- Dataset entries:
Segment Open

//! Collection notifiers
//!
//! A notifier observes one table (or one object within it) on behalf of
//! a realm instance. The background worker computes each notifier's
//! change set when new commits arrive and packages it for handover; the
//! realm's thread later advances and delivers the packaged changes to
//! the registered callbacks.

use std::collections::BTreeSet;
use std::sync::atomic::{AtomicBool, AtomicU64, Ordering};
use std::sync::Arc;

use parking_lot::Mutex;

use crate::db::history::ChangeSummary;
use crate::types::{ColKey, ObjKey, TableKey, Version};

static NEXT_NOTIFIER_ID: AtomicU64 = AtomicU64::new(1);

// ============================================================================
// Change sets
// ============================================================================

/// Object-level changes delivered to one notifier
#[derive(Debug, Clone, Default, PartialEq, Eq)]
pub struct CollectionChangeSet {
  pub insertions: BTreeSet<ObjKey>,
  pub deletions: BTreeSet<ObjKey>,
  pub modifications: BTreeSet<(ObjKey, ColKey)>,
  pub schema_changed: bool,
}

impl CollectionChangeSet {
  pub fn is_empty(&self) -> bool {
    !self.schema_changed
      && self.insertions.is_empty()
      && self.deletions.is_empty()
      && self.modifications.is_empty()
  }

  /// Slice a commit summary down to what one notifier observes
  pub fn from_summary(summary: &ChangeSummary, table: TableKey, object: Option<ObjKey>) -> Self {
    let mut out = CollectionChangeSet {
      schema_changed: summary.schema_changed,
      ..Self::default()
    };
    if let Some(changes) = summary.tables.get(&table) {
      match object {
        None => {
          out.insertions = changes.insertions.clone();
          out.deletions = changes.deletions.clone();
          out.modifications = changes.modifications.clone();
        }
        Some(obj) => {
          if changes.deletions.contains(&obj) {
            out.deletions.insert(obj);
          }
          for m in &changes.modifications {
            if m.0 == obj {
              out.modifications.insert(*m);
            }
          }
        }
      }
    }
    out
  }

  /// Fold a later change set into this one
  pub fn merge(&mut self, later: &CollectionChangeSet) {
    self.schema_changed |= later.schema_changed;
    for obj in &later.deletions {
      if self.insertions.remove(obj) {
        self.modifications.retain(|(o, _)| o != obj);
        continue;
      }
      self.modifications.retain(|(o, _)| o != obj);
      self.deletions.insert(*obj);
    }
    self.insertions.extend(later.insertions.iter().copied());
    for m in &later.modifications {
      if !self.insertions.contains(&m.0) {
        self.modifications.insert(*m);
      }
    }
  }
}

// ============================================================================
// Notifier
// ============================================================================

/// Registration lifecycle
#[derive(Debug, Clone, Copy, PartialEq, Eq)]
pub enum NotifierState {
  NotYetRun,
  HasRun,
  Delivered,
  Dead,
}

pub type NotificationCallback = Box<dyn FnMut(&CollectionChangeSet) + Send>;

struct NotifierInner {
  state: NotifierState,
  /// Version this notifier has been computed up to
  version: Version,
  /// Changes accumulated by the worker since the last handover
  pending: CollectionChangeSet,
  /// Packaged `(version, changes)` ready for delivery
  handover: Option<(Version, CollectionChangeSet)>,
  /// Deliveries for exactly this version report no changes
  skip_version: Option<Version>,
  callbacks: Vec<NotificationCallback>,
}

/// One observer registration
pub struct CollectionNotifier {
  id: u64,
  realm_id: u64,
  table: TableKey,
  object: Option<ObjKey>,
  alive: AtomicBool,
  inner: Mutex<NotifierInner>,
}

impl CollectionNotifier {
  pub fn new(
    realm_id: u64,
    table: TableKey,
    object: Option<ObjKey>,
    registration_version: Version,
  ) -> Arc<Self> {
    Arc::new(Self {
      id: NEXT_NOTIFIER_ID.fetch_add(1, Ordering::Relaxed),
      realm_id,
      table,
      object,
      alive: AtomicBool::new(true),
      inner: Mutex::new(NotifierInner {
        state: NotifierState::NotYetRun,
        version: registration_version,
        pending: CollectionChangeSet::default(),
        handover: None,
        skip_version: None,
        callbacks: Vec::new(),
      }),
    })
  }

  pub fn id(&self) -> u64 {
    self.id
  }

  pub fn table(&self) -> TableKey {
    self.table
  }

  pub fn object(&self) -> Option<ObjKey> {
    self.object
  }

  /// Identity of the observed collection (duplicate-merge key)
  pub fn observed(&self) -> (TableKey, Option<ObjKey>) {
    (self.table, self.object)
  }

  pub fn is_for_realm(&self, realm_id: u64) -> bool {
    self.realm_id == realm_id
  }

  pub fn is_alive(&self) -> bool {
    self.alive.load(Ordering::Acquire)
  }

  pub fn mark_dead(&self) {
    self.alive.store(false, Ordering::Release);
    let mut inner = self.inner.lock();
    inner.state = NotifierState::Dead;
    inner.callbacks.clear();
    inner.pending = CollectionChangeSet::default();
    inner.handover = None;
  }

  pub fn add_callback(&self, callback: NotificationCallback) {
    self.inner.lock().callbacks.push(callback);
  }

  pub fn have_callbacks(&self) -> bool {
    !self.inner.lock().callbacks.is_empty()
  }

  pub fn state(&self) -> NotifierState {
    self.inner.lock().state
  }

  pub fn version(&self) -> Version {
    self.inner.lock().version
  }

  pub fn has_run(&self) -> bool {
    matches!(
      self.inner.lock().state,
      NotifierState::HasRun | NotifierState::Delivered
    )
  }

  /// Suppress delivery of changes attributable to `version`
  pub fn set_skip_version(&self, version: Version) {
    self.inner.lock().skip_version = Some(version);
  }

  /// Worker: fold in the changes of `(current, to]` and advance
  pub fn run(&self, summary: &ChangeSummary, to: Version) {
    if !self.is_alive() {
      return;
    }
    let mut inner = self.inner.lock();
    if to <= inner.version {
      return;
    }
    let changes = CollectionChangeSet::from_summary(summary, self.table, self.object);
    inner.pending.merge(&changes);
    inner.version = to;
  }

  /// Worker (under the notifier mutex): package accumulated changes
  /// for delivery at `version`.
  pub fn prepare_handover(&self, version: Version) {
    if !self.is_alive() {
      return;
    }
    let mut inner = self.inner.lock();
    if inner.version < version {
      inner.version = version;
    }
    let changes = std::mem::take(&mut inner.pending);
    let changes = if inner.skip_version == Some(version) {
      // The observer's own commit; it asked not to hear about it.
      inner.skip_version = None;
      CollectionChangeSet::default()
    } else {
      changes
    };
    inner.handover = Some((version, changes));
    if inner.state == NotifierState::NotYetRun {
      inner.state = NotifierState::HasRun;
    }
  }

  /// Version of the packaged handover, if any
  pub fn handover_version(&self) -> Option<Version> {
    self.inner.lock().handover.as_ref().map(|(v, _)| *v)
  }

  /// Take the packaged changes for delivery; `None` if nothing is ready
  pub fn package_for_delivery(&self) -> Option<(Version, CollectionChangeSet)> {
    if !self.is_alive() {
      return None;
    }
    self.inner.lock().handover.clone()
  }

  /// Deliver `changes` to every callback and mark the registration
  pub fn deliver(&self, changes: &CollectionChangeSet) {
    let mut inner = self.inner.lock();
    if inner.state == NotifierState::Dead {
      return;
    }
    for cb in inner.callbacks.iter_mut() {
      cb(changes);
    }
    inner.state = NotifierState::Delivered;
  }
}

/// Unregisters its notifier when dropped
pub struct NotificationToken {
  notifier: Arc<CollectionNotifier>,
}

impl NotificationToken {
  pub fn new(notifier: Arc<CollectionNotifier>) -> Self {
    Self { notifier }
  }

  pub fn notifier(&self) -> &Arc<CollectionNotifier> {
    &self.notifier
  }
}

impl Drop for NotificationToken {
  fn drop(&mut self) {
    self.notifier.mark_dead();
  }
}

#[cfg(test)]
mod tests {
  use super::*;

  #[test]
  fn skip_version_packages_an_empty_change_set() {
    let notifier = CollectionNotifier::new(1, TableKey(1), None, 1);
    let mut summary = ChangeSummary::default();
    summary.record_insert(TableKey(1), ObjKey(5));
    notifier.set_skip_version(2);
    notifier.run(&summary, 2);
    notifier.prepare_handover(2);
    let (version, changes) = notifier.package_for_delivery().unwrap();
    assert_eq!(version, 2);
    assert!(changes.is_empty());

    // A later commit is delivered normally.
    notifier.run(&summary, 3);
    notifier.prepare_handover(3);
    let (version, changes) = notifier.package_for_delivery().unwrap();
    assert_eq!(version, 3);
    assert!(changes.insertions.contains(&ObjKey(5)));
  }

  #[test]
  fn object_scoped_notifier_filters_changes() {
    let notifier = CollectionNotifier::new(1, TableKey(1), Some(ObjKey(1)), 1);
    let mut summary = ChangeSummary::default();
    summary.record_modify(TableKey(1), ObjKey(1), ColKey(2));
    summary.record_modify(TableKey(1), ObjKey(9), ColKey(2));
    notifier.run(&summary, 2);
    notifier.prepare_handover(2);
    let (_, changes) = notifier.package_for_delivery().unwrap();
    assert_eq!(changes.modifications.len(), 1);
    assert!(changes.modifications.contains(&(ObjKey(1), ColKey(2))));
  }

  #[test]
  fn dead_notifier_stops_reporting() {
    let notifier = CollectionNotifier::new(1, TableKey(1), None, 1);
    let token = NotificationToken::new(notifier.clone());
    assert!(notifier.is_alive());
    drop(token);
    assert!(!notifier.is_alive());
    assert_eq!(notifier.state(), NotifierState::Dead);
    assert!(notifier.package_for_delivery().is_none());
  }
}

Segment Closed

- Aim of the exercise: Using the records above, filter out every line that lacks the string "modifications" and copy the rest.

- Task result:
  pub modifications: BTreeSet<(ObjKey, ColKey)>,
      && self.modifications.is_empty()
          out.modifications = changes.modifications.clone();
          for m in &changes.modifications {
              out.modifications.insert(*m);
        self.modifications.retain(|(o, _)| o != obj);
      self.modifications.retain(|(o, _)| o != obj);
    for m in &later.modifications {
        self.modifications.insert(*m);
    assert_eq!(changes.modifications.len(), 1);
    assert!(changes.modifications.contains(&(ObjKey(1), ColKey(2))));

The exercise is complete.